## TASK DESCRIPTION
For each line below that contains the word "axum", return that line.

## SUPPLIED ENTRIES

BEGIN

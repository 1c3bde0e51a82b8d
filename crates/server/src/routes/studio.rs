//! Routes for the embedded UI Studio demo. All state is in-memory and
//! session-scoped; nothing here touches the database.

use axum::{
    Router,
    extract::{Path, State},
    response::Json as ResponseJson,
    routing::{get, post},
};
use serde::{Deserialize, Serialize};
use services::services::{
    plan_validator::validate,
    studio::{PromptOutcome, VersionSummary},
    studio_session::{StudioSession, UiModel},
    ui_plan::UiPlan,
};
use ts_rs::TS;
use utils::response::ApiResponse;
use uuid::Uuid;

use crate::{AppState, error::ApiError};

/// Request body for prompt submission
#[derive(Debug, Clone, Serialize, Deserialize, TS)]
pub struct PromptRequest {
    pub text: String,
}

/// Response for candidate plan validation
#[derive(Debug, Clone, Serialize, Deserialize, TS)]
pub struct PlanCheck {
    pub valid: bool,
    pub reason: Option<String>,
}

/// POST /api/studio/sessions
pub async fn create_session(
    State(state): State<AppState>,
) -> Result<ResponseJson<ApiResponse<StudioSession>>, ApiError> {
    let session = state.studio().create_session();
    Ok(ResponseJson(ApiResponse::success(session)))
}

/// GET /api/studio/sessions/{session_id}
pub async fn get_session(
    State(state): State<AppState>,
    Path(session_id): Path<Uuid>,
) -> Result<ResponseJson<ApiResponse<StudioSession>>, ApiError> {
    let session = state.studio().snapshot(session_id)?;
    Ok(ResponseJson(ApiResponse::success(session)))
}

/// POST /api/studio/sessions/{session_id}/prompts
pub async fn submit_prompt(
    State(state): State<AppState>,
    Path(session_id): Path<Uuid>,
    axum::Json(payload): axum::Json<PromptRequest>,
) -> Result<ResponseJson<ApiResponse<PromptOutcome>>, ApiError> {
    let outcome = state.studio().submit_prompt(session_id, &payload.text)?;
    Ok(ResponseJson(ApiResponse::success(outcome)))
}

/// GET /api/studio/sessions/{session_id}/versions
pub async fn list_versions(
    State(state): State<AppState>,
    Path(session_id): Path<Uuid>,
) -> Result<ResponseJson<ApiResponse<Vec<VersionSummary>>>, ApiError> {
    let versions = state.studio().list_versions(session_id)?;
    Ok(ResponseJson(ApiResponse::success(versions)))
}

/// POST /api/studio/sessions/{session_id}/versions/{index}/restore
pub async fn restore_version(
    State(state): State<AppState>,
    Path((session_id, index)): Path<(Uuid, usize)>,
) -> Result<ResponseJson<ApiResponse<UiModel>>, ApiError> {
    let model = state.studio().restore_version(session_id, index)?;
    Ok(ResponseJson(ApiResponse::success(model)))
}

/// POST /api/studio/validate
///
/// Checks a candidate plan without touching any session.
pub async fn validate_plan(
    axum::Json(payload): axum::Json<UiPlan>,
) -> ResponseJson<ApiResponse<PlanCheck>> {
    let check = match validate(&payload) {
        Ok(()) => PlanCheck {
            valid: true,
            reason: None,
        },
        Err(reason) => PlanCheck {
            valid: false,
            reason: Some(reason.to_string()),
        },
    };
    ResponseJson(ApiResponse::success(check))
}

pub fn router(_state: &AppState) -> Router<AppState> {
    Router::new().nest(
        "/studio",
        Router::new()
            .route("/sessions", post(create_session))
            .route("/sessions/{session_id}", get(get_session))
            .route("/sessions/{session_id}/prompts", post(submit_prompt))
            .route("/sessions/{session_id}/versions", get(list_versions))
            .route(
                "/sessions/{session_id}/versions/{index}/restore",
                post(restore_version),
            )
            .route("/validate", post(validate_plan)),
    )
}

END

## WRITTEN SOLUTION
use axum::{
    axum::Json(payload): axum::Json<PromptRequest>,
    axum::Json(payload): axum::Json<UiPlan>,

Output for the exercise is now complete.